World expos are occasions for the type of rhetorical display known as "epideictic," and as such, they provide glimpses into how a nation wants to be seen at a particular point in time. In this article, I probe into Norway’s pavilion at the 1992 expo in Seville, Spain, for answers to what Norway wanted to be in the early 1990s. I will argue that Norway’s pavilion, a “deconstructed structure” that centered on a somewhat ambiguous pipe, signals a country in the process of reinventing itself under the aegis of petroleum. More specifically, I suggest that Norway’s ’92 pavilion can be read as an early instantiation of rhetorical techniques that would later become key to Norway’s claim to being both a leading petroleum producer and an environmental frontrunner. The pavilion itself pulled off this balancing act in much the same way that politicians and others would later learn to handle it – by techniques of rhetorical association and dissociation (Perelman & Olbrechts-Tyteca 1969 ).

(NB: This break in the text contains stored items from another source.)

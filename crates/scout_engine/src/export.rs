use std::path::{Path, PathBuf};

use scout_core::JobRecord;

use crate::persist::{AtomicFileWriter, PersistError};

/// Column names and order of the downloadable listing table.
pub const CSV_HEADER: [&str; 4] = ["Title", "Company", "Date Posted", "Job Link"];

#[derive(Debug, Clone)]
pub struct ExportOptions {
    pub output_filename: String,
}

impl Default for ExportOptions {
    fn default() -> Self {
        Self {
            output_filename: "linkedin_jobs.csv".to_string(),
        }
    }
}

#[derive(Debug, thiserror::Error)]
pub enum ExportError {
    #[error("persist error: {0}")]
    Persist(#[from] PersistError),
}

/// Render records as CSV: header row, then one row per record in order.
pub fn records_to_csv(records: &[JobRecord]) -> String {
    let mut buffer = String::new();
    push_row(&mut buffer, CSV_HEADER);
    for record in records {
        let posted = record.posted_label();
        push_row(
            &mut buffer,
            [record.title(), record.company(), posted.as_str(), record.link()],
        );
    }
    buffer
}

/// Write the CSV export into `dir`, replacing any previous export atomically.
pub fn write_csv_export(
    dir: &Path,
    options: &ExportOptions,
    records: &[JobRecord],
) -> Result<PathBuf, ExportError> {
    let writer = AtomicFileWriter::new(dir.to_path_buf());
    let path = writer.write(&options.output_filename, &records_to_csv(records))?;
    Ok(path)
}

fn push_row(buffer: &mut String, fields: [&str; 4]) {
    for (i, field) in fields.iter().enumerate() {
        if i > 0 {
            buffer.push(',');
        }
        push_field(buffer, field);
    }
    buffer.push('\n');
}

fn push_field(buffer: &mut String, field: &str) {
    if field.contains([',', '"', '\n', '\r']) {
        buffer.push('"');
        buffer.push_str(&field.replace('"', "\"\""));
        buffer.push('"');
    } else {
        buffer.push_str(field);
    }
}
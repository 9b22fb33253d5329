use std::time::Duration;

/// Pause between consecutive source pages.
pub const DEFAULT_REQUEST_DELAY: Duration = Duration::from_secs(3);

/// Politeness gate awaited between two source fetches.
#[async_trait::async_trait]
pub trait RequestPacer: Send + Sync {
    async fn pause(&self);
}

#[derive(Debug, Clone, Copy, PartialEq, Eq)]
pub struct FixedDelay {
    delay: Duration,
}

impl FixedDelay {
    pub fn new(delay: Duration) -> Self {
        Self { delay }
    }

    pub fn delay(&self) -> Duration {
        self.delay
    }
}

impl Default for FixedDelay {
    fn default() -> Self {
        Self::new(DEFAULT_REQUEST_DELAY)
    }
}

#[async_trait::async_trait]
impl RequestPacer for FixedDelay {
    async fn pause(&self) {
        if !self.delay.is_zero() {
            tokio::time::sleep(self.delay).await;
        }
    }
}
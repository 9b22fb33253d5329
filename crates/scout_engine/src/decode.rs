use chardetng::EncodingDetector;
use encoding_rs::{Encoding, UTF_8};

/// How far into the document to look for a `<meta charset>` declaration.
const META_PRESCAN_BYTES: usize = 1024;

#[derive(Debug, Clone, PartialEq, Eq)]
pub struct DecodedHtml {
    pub html: String,
    pub encoding_label: String,
}

#[derive(Debug, thiserror::Error, PartialEq, Eq)]
pub enum DecodeError {
    #[error("body is not valid {encoding}")]
    Malformed { encoding: String },
}

/// Decode a search-results page body into UTF-8 markup.
///
/// Encoding is chosen by BOM, then the Content-Type charset, then a
/// `<meta charset>` in the document head, then `chardetng` detection.
pub fn decode_html(bytes: &[u8], content_type: Option<&str>) -> Result<DecodedHtml, DecodeError> {
    let encoding = Encoding::for_bom(bytes)
        .map(|(encoding, _)| encoding)
        .or_else(|| content_type.and_then(header_charset).and_then(label_to_encoding))
        .or_else(|| meta_charset(bytes).and_then(label_to_encoding))
        .unwrap_or_else(|| detect(bytes));

    // BOM sniffing inside `decode` already strips the mark.
    let (text, used, had_errors) = encoding.decode(bytes);
    if had_errors {
        return Err(DecodeError::Malformed {
            encoding: used.name().to_string(),
        });
    }
    Ok(DecodedHtml {
        html: text.into_owned(),
        encoding_label: used.name().to_string(),
    })
}

fn label_to_encoding(label: String) -> Option<&'static Encoding> {
    Encoding::for_label(label.as_bytes())
}

fn header_charset(content_type: &str) -> Option<String> {
    content_type.split(';').skip(1).find_map(|param| {
        let (key, value) = param.split_once('=')?;
        key.trim()
            .eq_ignore_ascii_case("charset")
            .then(|| value.trim().trim_matches(['"', '\'']).to_string())
    })
}

fn meta_charset(bytes: &[u8]) -> Option<String> {
    let head = &bytes[..bytes.len().min(META_PRESCAN_BYTES)];
    let head = String::from_utf8_lossy(head).to_ascii_lowercase();
    let start = head.find("charset=")? + "charset=".len();
    let label: String = head[start..]
        .trim_start_matches(['"', '\''])
        .chars()
        .take_while(|c| c.is_ascii_alphanumeric() || matches!(c, '-' | '_' | ':' | '.'))
        .collect();
    (!label.is_empty()).then_some(label)
}

fn detect(bytes: &[u8]) -> &'static Encoding {
    if std::str::from_utf8(bytes).is_ok() {
        return UTF_8;
    }
    let mut detector = EncodingDetector::new();
    detector.feed(bytes, true);
    detector.guess(None, true)
}
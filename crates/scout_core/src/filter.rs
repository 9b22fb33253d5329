use chrono::{DateTime, Days, NaiveTime, Utc};

use crate::{JobRecord, ScrapeWindow};

/// Retains records whose posting date, taken as midnight UTC, is at or after
/// `now - window`.
///
/// A posting dated exactly `window` days ago is kept only when `now` falls
/// on midnight. There is no upper bound: postings dated in the future are kept.
#[derive(Debug, Clone, Copy, PartialEq, Eq)]
pub struct DateWindowFilter {
    cutoff: DateTime<Utc>,
}

impl DateWindowFilter {
    pub fn new(window: ScrapeWindow, now: DateTime<Utc>) -> Self {
        let cutoff = now
            .checked_sub_days(Days::new(u64::from(window.as_days())))
            .unwrap_or(DateTime::<Utc>::MIN_UTC);
        Self { cutoff }
    }

    /// Earliest instant a posting's midnight may fall on and still be retained.
    pub fn cutoff(&self) -> DateTime<Utc> {
        self.cutoff
    }

    pub fn retains(&self, record: &JobRecord) -> bool {
        record.posted().and_time(NaiveTime::MIN).and_utc() >= self.cutoff
    }

    /// Keeps the qualifying records in their input order.
    pub fn filter(&self, records: Vec<JobRecord>) -> Vec<JobRecord> {
        records
            .into_iter()
            .filter(|record| self.retains(record))
            .collect()
    }
}

/// Convenience wrapper over [`DateWindowFilter`] for one-shot filtering.
pub fn filter_recent(
    records: Vec<JobRecord>,
    window: ScrapeWindow,
    now: DateTime<Utc>,
) -> Vec<JobRecord> {
    DateWindowFilter::new(window, now).filter(records)
}
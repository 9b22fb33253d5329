#![deny(missing_docs)]
//! Shared logging utilities for the job scout workspace.
//!
//! This crate provides the `scout_*` logging macros used across the codebase,
//! a process-level initializer for the global logger, and a minimal test
//! initializer.

use std::fs::File;
use std::path::{Path, PathBuf};

use log::LevelFilter;
use simplelog::{
    ColorChoice, CombinedLogger, Config, ConfigBuilder, SharedLogger, TermLogger, TerminalMode,
    WriteLogger,
};

/// Logs a trace-level message using the global logging facade.
#[macro_export]
macro_rules! scout_trace {
    ($($arg:tt)*) => {{
        log::trace!($($arg)*);
    }};
}

/// Logs an info-level message using the global logging facade.
#[macro_export]
macro_rules! scout_info {
    ($($arg:tt)*) => {{
        log::info!($($arg)*);
    }};
}

/// Logs a debug-level message using the global logging facade.
#[macro_export]
macro_rules! scout_debug {
    ($($arg:tt)*) => {{
        log::debug!($($arg)*);
    }};
}

/// Logs a warn-level message using the global logging facade.
#[macro_export]
macro_rules! scout_warn {
    ($($arg:tt)*) => {{
        log::warn!($($arg)*);
    }};
}

/// Logs an error-level message using the global logging facade.
#[macro_export]
macro_rules! scout_error {
    ($($arg:tt)*) => {{
        log::error!($($arg)*);
    }};
}

/// Destination for log output.
#[derive(Debug, Clone, PartialEq, Eq)]
pub enum LogDestination {
    /// Write to the given file, truncating it.
    File(PathBuf),
    /// Write to terminal (stdout/stderr).
    Terminal,
    /// Write to both the given file and the terminal.
    Both(PathBuf),
}

/// Initialize the global logger with the specified destination and level.
///
/// A file that cannot be created is reported on stderr and skipped; the
/// terminal logger (if requested) is still installed. Calling this after a
/// logger has already been set is a no-op.
pub fn initialize(destination: LogDestination, level: LevelFilter) {
    let config = build_config();

    let loggers: Vec<Box<dyn SharedLogger>> = match destination {
        LogDestination::File(path) => match create_file_logger(&path, level, config) {
            Some(file_logger) => vec![file_logger],
            None => return,
        },
        LogDestination::Terminal => {
            vec![TermLogger::new(
                level,
                config,
                TerminalMode::Mixed,
                ColorChoice::Auto,
            )]
        }
        LogDestination::Both(path) => {
            let mut loggers: Vec<Box<dyn SharedLogger>> = vec![TermLogger::new(
                level,
                config.clone(),
                TerminalMode::Mixed,
                ColorChoice::Auto,
            )];
            if let Some(file_logger) = create_file_logger(&path, level, config) {
                loggers.push(file_logger);
            }
            loggers
        }
    };

    let _ = CombinedLogger::init(loggers);
}

/// Initializes a simple terminal logger for use in unit tests.
///
/// This safely no-ops if another logger has already been initialized.
pub fn initialize_for_tests() {
    // Use debug level in debug builds, info in release builds.
    let level = if cfg!(debug_assertions) {
        LevelFilter::Debug
    } else {
        LevelFilter::Info
    };

    // Ignore the error if a logger was already set by another test.
    let _ = CombinedLogger::init(vec![TermLogger::new(
        level,
        Config::default(),
        TerminalMode::Mixed,
        ColorChoice::Auto,
    )]);
}

fn build_config() -> Config {
    ConfigBuilder::new()
        .set_time_format_rfc3339()
        .set_target_level(LevelFilter::Error)
        .build()
}

fn create_file_logger(
    path: &Path,
    level: LevelFilter,
    config: Config,
) -> Option<Box<WriteLogger<File>>> {
    match File::create(path) {
        Ok(file) => Some(WriteLogger::new(level, config, file)),
        Err(err) => {
            eprintln!("Warning: Could not create log file at {:?}: {}", path, err);
            None
        }
    }
}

Having chosen “the cycle of water” as the overarching theme for the exhibition, the makers of the pavilion (the largest sponsor of which was the state oil company, Statoil) managed to make petroleum safe by renaming it “offshore” and by associating it, also in many other ways, with water. The pavilion’s deconstructive architecture can thus be understood as an early validation of the rhetorical practice of “putting together” and “taking apart” to make new things that serve the nation’s interests – in this case a “cycle of water” in which petroleum was a natural part. Although I posit only similarity, and not causality, the rhetorical techniques of Norway’s ’92 pavilion were in this way strikingly similar to what later became a stock argument, e.g. that Norway offers “the world’s cleanest petroleum” (see Ihlen 2007).